EXERCISE DIRECTIONS |
Restate the data exactly, with nothing altered.

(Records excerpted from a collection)

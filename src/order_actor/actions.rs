use rust_decimal::Decimal;

use crate::domain::{Order, OrderItem, OrderTransition, ProductId};

/// Mutations of a single order, applied atomically by the order actor.
///
/// Stock is never touched here; callers reserve or release it around these.
#[derive(Debug, Clone)]
pub enum OrderAction {
    /// Appends a line or merges into the existing line for the product.
    AddItem {
        product_id: ProductId,
        quantity: u32,
        unit_price: Decimal,
    },
    /// Sets a line's quantity if it still equals `expected`.
    SetItemQuantity {
        product_id: ProductId,
        quantity: u32,
        expected: u32,
    },
    RemoveItem { product_id: ProductId },
    Transition(OrderTransition),
}

/// Results from OrderActions - variants match 1:1 with OrderAction
#[derive(Debug, Clone, PartialEq)]
pub enum OrderActionResult {
    ItemAdded(Order),
    ItemQuantityChanged { order: Order, previous: u32 },
    ItemRemoved { order: Order, removed: OrderItem },
    Transitioned(Order),
}

impl OrderActionResult {
    pub fn into_order(self) -> Order {
        match self {
            OrderActionResult::ItemAdded(order)
            | OrderActionResult::ItemQuantityChanged { order, .. }
            | OrderActionResult::ItemRemoved { order, .. }
            | OrderActionResult::Transitioned(order) => order,
        }
    }
}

YOUR SOLUTION |
filename src/order_actor/actions.rs
use rust_decimal::Decimal;

use crate::domain::{Order, OrderItem, OrderTransition, ProductId};

/// Mutations of a single order, applied atomically by the order actor.
///
/// Stock is never touched here; callers reserve or release it around these.
#[derive(Debug, Clone)]
pub enum OrderAction {
    /// Appends a line or merges into the existing line for the product.
    AddItem {
        product_id: ProductId,
        quantity: u32,
        unit_price: Decimal,
    },
    /// Sets a line's quantity if it still equals `expected`.
    SetItemQuantity {
        product_id: ProductId,
        quantity: u32,
        expected: u32,
    },
    RemoveItem { product_id: ProductId },
    Transition(OrderTransition),
}

/// Results from OrderActions - variants match 1:1 with OrderAction
#[derive(Debug, Clone, PartialEq)]
pub enum OrderActionResult {
    ItemAdded(Order),
    ItemQuantityChanged { order: Order, previous: u32 },
    ItemRemoved { order: Order, removed: OrderItem },
    Transitioned(Order),
}

impl OrderActionResult {
    pub fn into_order(self) -> Order {
        match self {
            OrderActionResult::ItemAdded(order)
            | OrderActionResult::ItemQuantityChanged { order, .. }
            | OrderActionResult::ItemRemoved { order, .. }
            | OrderActionResult::Transitioned(order) => order,
        }
    }
}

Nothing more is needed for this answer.